Directions for this task: Word for word, return the lines from the start of the entries below through the line that has "transactions.sort_by_key(|t| Reverse((t.checkout_date, t.id)));".

* * * * * * * * *

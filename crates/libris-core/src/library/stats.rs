//! Dashboard and per-course statistics
//!
//! Always recomputed from the stored collections; nothing is cached.

use std::cmp::Reverse;

use serde::Serialize;

use crate::error::LibraryResult;
use crate::models::Transaction;
use crate::storage::KeyValueStore;

use super::Library;

/// Library-wide totals
#[derive(Debug, Clone, Default, Serialize, PartialEq, Eq)]
#[serde(rename_all = "camelCase")]
pub struct LibraryStats {
    /// Number of titles
    pub total_books: usize,
    pub total_copies: u64,
    pub available_copies: u64,
    /// Copies currently out (open transactions)
    pub checked_out_books: usize,
    pub total_students: usize,
    pub total_transactions: usize,
}

/// Totals for one course
#[derive(Debug, Clone, Serialize, PartialEq, Eq)]
#[serde(rename_all = "camelCase")]
pub struct CourseStats {
    pub course_code: String,
    pub course_name: String,
    pub total_books: usize,
    pub total_copies: u64,
    pub available_copies: u64,
    pub total_students: usize,
}

/// Transactions shown as recent activity on the dashboard
pub const RECENT_ACTIVITY_LIMIT: usize = 5;

/// Everything the dashboard shows, in one snapshot
#[derive(Debug, Clone, Serialize, PartialEq, Eq)]
#[serde(rename_all = "camelCase")]
pub struct Dashboard {
    pub library_name: String,
    pub library: LibraryStats,
    pub courses: Vec<CourseStats>,
    pub recent_activity: Vec<Transaction>,
}

impl<S: KeyValueStore> Library<S> {
    pub fn dashboard(&self) -> LibraryResult<Dashboard> {
        Ok(Dashboard {
            library_name: self.config().library_name.clone(),
            library: self.library_stats()?,
            courses: self.course_stats()?,
            recent_activity: self.recent_transactions(RECENT_ACTIVITY_LIMIT)?,
        })
    }

    /// The `limit` most recent transactions, newest checkout first
    ///
    /// Same-day checkouts are ordered by id, later ones first.
    pub fn recent_transactions(&self, limit: usize) -> LibraryResult<Vec<Transaction>> {
        let mut transactions = self.transactions()?;
        transactions.sort_by_key(|t| Reverse((t.checkout_date, t.id)));
        transactions.truncate(limit);
        Ok(transactions)
    }

    pub fn library_stats(&self) -> LibraryResult<LibraryStats> {
        let books = self.books()?;
        let transactions = self.transactions()?;

        Ok(LibraryStats {
            total_books: books.len(),
            total_copies: books.iter().map(|b| u64::from(b.total_copies)).sum(),
            available_copies: books.iter().map(|b| u64::from(b.available_copies)).sum(),
            checked_out_books: transactions.iter().filter(|t| t.is_open()).count(),
            total_students: self.students_repo().count_where(|_| true)?,
            total_transactions: transactions.len(),
        })
    }

    /// One entry per course, in catalogue order
    pub fn course_stats(&self) -> LibraryResult<Vec<CourseStats>> {
        let books = self.books()?;
        let students = self.students()?;

        Ok(self
            .courses()?
            .into_iter()
            .map(|course| {
                let course_books: Vec<_> = books.iter().filter(|b| b.course == course.code).collect();
                CourseStats {
                    total_books: course_books.len(),
                    total_copies: course_books.iter().map(|b| u64::from(b.total_copies)).sum(),
                    available_copies: course_books
                        .iter()
                        .map(|b| u64::from(b.available_copies))
                        .sum(),
                    total_students: students.iter().filter(|s| s.course == course.code).count(),
                    course_code: course.code,
                    course_name: course.name,
                }
            })
            .collect())
    }
}

#[cfg(test)]
mod tests {
    use super::*;
    use crate::library::test_support::{admin, library, new_book};
    use crate::models::NewStudent;
    use chrono::NaiveDate;

    #[test]
    fn test_empty_library_stats() {
        let library = library();
        assert_eq!(library.library_stats().unwrap(), LibraryStats::default());

        let per_course = library.course_stats().unwrap();
        assert_eq!(per_course.len(), 6);
        assert!(per_course.iter().all(|c| c.total_books == 0 && c.total_students == 0));
    }

    #[test]
    fn test_stats_follow_circulation() {
        let mut library = library();
        let session = admin(&mut library);
        let physics = library.add_book(&session, new_book("Physics", "BCA", 3)).unwrap();
        library.add_book(&session, new_book("Finance", "BBA", 2)).unwrap();
        let student = library
            .add_student(
                &session,
                NewStudent {
                    full_name: "Sita".to_string(),
                    contact_no: "9800000000".to_string(),
                    course: "BCA".to_string(),
                    enrolled_year: 2024,
                },
            )
            .unwrap();
        let txn = library.checkout(&session, physics, &student).unwrap();
        library.checkout(&session, physics, &student).unwrap();
        library.checkin(&session, txn.id).unwrap();

        let stats = library.library_stats().unwrap();
        assert_eq!(
            stats,
            LibraryStats {
                total_books: 2,
                total_copies: 5,
                available_copies: 4,
                checked_out_books: 1,
                total_students: 1,
                total_transactions: 2,
            }
        );

        let per_course = library.course_stats().unwrap();
        let bca = &per_course[0];
        assert_eq!(bca.course_code, "BCA");
        assert_eq!(bca.course_name, "Bachelor of Computer Applications");
        assert_eq!(bca.total_books, 1);
        assert_eq!(bca.total_copies, 3);
        assert_eq!(bca.available_copies, 2);
        assert_eq!(bca.total_students, 1);

        let bba = &per_course[1];
        assert_eq!(bba.total_books, 1);
        assert_eq!(bba.available_copies, 2);
        assert_eq!(bba.total_students, 0);
    }

    #[test]
    fn test_recent_transactions_newest_first() {
        let mut library = library();
        let session = admin(&mut library);
        let book = library.add_book(&session, new_book("Physics", "BCA", 10)).unwrap();
        let student = library
            .add_student(
                &session,
                NewStudent {
                    full_name: "Sita".to_string(),
                    contact_no: "9800000000".to_string(),
                    course: "BCA".to_string(),
                    enrolled_year: 2024,
                },
            )
            .unwrap();
        for _ in 0..7 {
            library.checkout(&session, book, &student).unwrap();
        }

        // Backdate the first loan so date ordering wins over id ordering
        let mut transactions = library.transactions().unwrap();
        transactions[0].checkout_date = NaiveDate::from_ymd_opt(2030, 1, 1).unwrap();
        library.transactions_repo().replace_all(&transactions).unwrap();

        let recent = library.recent_transactions(RECENT_ACTIVITY_LIMIT).unwrap();
        let ids: Vec<u64> = recent.iter().map(|t| t.id).collect();
        assert_eq!(ids, vec![1, 7, 6, 5, 4]);

        assert_eq!(library.recent_transactions(100).unwrap().len(), 7);
        assert!(library.recent_transactions(0).unwrap().is_empty());
    }

    #[test]
    fn test_dashboard_carries_library_name() {
        let library = library();
        let dashboard = library.dashboard().unwrap();

        assert_eq!(dashboard.library_name, library.config().library_name);
        assert_eq!(dashboard.courses.len(), 6);
        assert!(dashboard.recent_activity.is_empty());

        let value = serde_json::to_value(&dashboard).unwrap();
        assert!(value.get("recentActivity").is_some());
        assert!(value.get("libraryName").is_some());
    }

    #[test]
    fn test_stats_serialize_camel_case() {
        let value = serde_json::to_value(LibraryStats::default()).unwrap();
        assert!(value.get("checkedOutBooks").is_some());
        assert!(value.get("totalTransactions").is_some());
    }
}
//! Checkout, checkin and transaction record handlers

use std::path::PathBuf;

use anyhow::{bail, Context, Result};
use chrono::Local;

use libris_core::{actions, KeyValueStore, Library, Session};

use crate::export::{default_file_name, records_csv};
use crate::output::Output;

/// Lend a book to a student
pub fn checkout<S: KeyValueStore>(
    library: &mut Library<S>,
    session: &Session,
    book_id: u64,
    student_id: String,
    output: &Output,
) -> Result<()> {
    let transaction = library
        .checkout(session, book_id, &student_id)
        .context("Checkout refused")?;

    output.success(&format!(
        "Checked out '{}' to {}",
        transaction.book_title, transaction.student_name
    ));
    output.print_transaction(&transaction);
    Ok(())
}

/// Return a book
pub fn checkin<S: KeyValueStore>(
    library: &mut Library<S>,
    session: &Session,
    transaction_id: u64,
    output: &Output,
) -> Result<()> {
    let transaction = library
        .checkin(session, transaction_id)
        .context("Checkin refused")?;

    output.success(&format!(
        "Checked in '{}' from {}",
        transaction.book_title, transaction.student_name
    ));
    output.print_transaction(&transaction);
    Ok(())
}

/// Books currently out
pub fn loans<S: KeyValueStore>(library: &Library<S>, search: Option<String>, output: &Output) -> Result<()> {
    let transactions = library.search_open(search.as_deref().unwrap_or(""))?;
    output.print_transactions(&transactions);
    Ok(())
}

/// Full transaction history
pub fn records<S: KeyValueStore>(
    library: &Library<S>,
    search: Option<String>,
    course: Option<String>,
    output: &Output,
) -> Result<()> {
    let transactions =
        library.search_records(search.as_deref().unwrap_or(""), course.as_deref())?;
    output.print_transactions(&transactions);
    Ok(())
}

/// Write the matching transaction history to a CSV file
pub fn export<S: KeyValueStore>(
    library: &mut Library<S>,
    session: &Session,
    search: Option<String>,
    course: Option<String>,
    path: Option<PathBuf>,
    output: &Output,
) -> Result<()> {
    let transactions =
        library.search_records(search.as_deref().unwrap_or(""), course.as_deref())?;
    if transactions.is_empty() {
        bail!("No records to export");
    }

    let path =
        path.unwrap_or_else(|| PathBuf::from(default_file_name(Local::now().date_naive())));
    std::fs::write(&path, records_csv(&transactions))
        .with_context(|| format!("Failed to write {:?}", path))?;

    library.audit(
        session,
        actions::EXPORT_RECORDS,
        "Exported transaction records to Excel/CSV",
    );

    output.success(&format!(
        "Exported {} record(s) to {}",
        transactions.len(),
        path.display()
    ));
    Ok(())
}

#[cfg(test)]
mod tests {
    use super::*;
    use crate::output::OutputFormat;
    use libris_core::{MemoryStore, NewBook, NewStudent};

    fn library_with_loan() -> (Library<MemoryStore>, Session) {
        let mut library = Library::with_store(MemoryStore::new()).unwrap();
        let session = library.login("admin", "admin123").unwrap().unwrap();
        let book = library
            .add_book(
                &session,
                NewBook {
                    title: "Networks".to_string(),
                    author: "Tanenbaum".to_string(),
                    isbn: "978-0132126953".to_string(),
                    edition: "5th".to_string(),
                    course: "BCA".to_string(),
                    copies: 1,
                },
            )
            .unwrap();
        let student = library
            .add_student(
                &session,
                NewStudent {
                    full_name: "Sita Sharma".to_string(),
                    contact_no: "9800000000".to_string(),
                    course: "BCA".to_string(),
                    enrolled_year: 2024,
                },
            )
            .unwrap();
        library.checkout(&session, book, &student).unwrap();
        (library, session)
    }

    #[test]
    fn test_export_writes_file_and_audits() {
        let (mut library, session) = library_with_loan();
        let temp_dir = tempfile::tempdir().unwrap();
        let path = temp_dir.path().join("records.csv");
        let output = Output::new(OutputFormat::Quiet);

        export(&mut library, &session, None, None, Some(path.clone()), &output).unwrap();

        let content = std::fs::read_to_string(&path).unwrap();
        assert!(content.contains("Networks"));
        assert!(content.contains("Sita Sharma"));

        let last = library.logs().unwrap().pop().unwrap();
        assert_eq!(last.action, actions::EXPORT_RECORDS);
        assert_eq!(last.details, "Exported transaction records to Excel/CSV");
    }

    #[test]
    fn test_export_without_matches_fails() {
        let (mut library, session) = library_with_loan();
        let temp_dir = tempfile::tempdir().unwrap();
        let path = temp_dir.path().join("records.csv");
        let output = Output::new(OutputFormat::Quiet);

        let result = export(
            &mut library,
            &session,
            Some("nobody".to_string()),
            None,
            Some(path.clone()),
            &output,
        );
        assert!(result.is_err());
        assert!(!path.exists());
    }
}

* * * * * * * * *

Result below:
filename crates/libris-core/src/library/stats.rs
//! Dashboard and per-course statistics
//!
//! Always recomputed from the stored collections; nothing is cached.

use std::cmp::Reverse;

use serde::Serialize;

use crate::error::LibraryResult;
use crate::models::Transaction;
use crate::storage::KeyValueStore;

use super::Library;

/// Library-wide totals
#[derive(Debug, Clone, Default, Serialize, PartialEq, Eq)]
#[serde(rename_all = "camelCase")]
pub struct LibraryStats {
    /// Number of titles
    pub total_books: usize,
    pub total_copies: u64,
    pub available_copies: u64,
    /// Copies currently out (open transactions)
    pub checked_out_books: usize,
    pub total_students: usize,
    pub total_transactions: usize,
}

/// Totals for one course
#[derive(Debug, Clone, Serialize, PartialEq, Eq)]
#[serde(rename_all = "camelCase")]
pub struct CourseStats {
    pub course_code: String,
    pub course_name: String,
    pub total_books: usize,
    pub total_copies: u64,
    pub available_copies: u64,
    pub total_students: usize,
}

/// Transactions shown as recent activity on the dashboard
pub const RECENT_ACTIVITY_LIMIT: usize = 5;

/// Everything the dashboard shows, in one snapshot
#[derive(Debug, Clone, Serialize, PartialEq, Eq)]
#[serde(rename_all = "camelCase")]
pub struct Dashboard {
    pub library_name: String,
    pub library: LibraryStats,
    pub courses: Vec<CourseStats>,
    pub recent_activity: Vec<Transaction>,
}

impl<S: KeyValueStore> Library<S> {
    pub fn dashboard(&self) -> LibraryResult<Dashboard> {
        Ok(Dashboard {
            library_name: self.config().library_name.clone(),
            library: self.library_stats()?,
            courses: self.course_stats()?,
            recent_activity: self.recent_transactions(RECENT_ACTIVITY_LIMIT)?,
        })
    }

    /// The `limit` most recent transactions, newest checkout first
    ///
    /// Same-day checkouts are ordered by id, later ones first.
    pub fn recent_transactions(&self, limit: usize) -> LibraryResult<Vec<Transaction>> {
        let mut transactions = self.transactions()?;
        transactions.sort_by_key(|t| Reverse((t.checkout_date, t.id)));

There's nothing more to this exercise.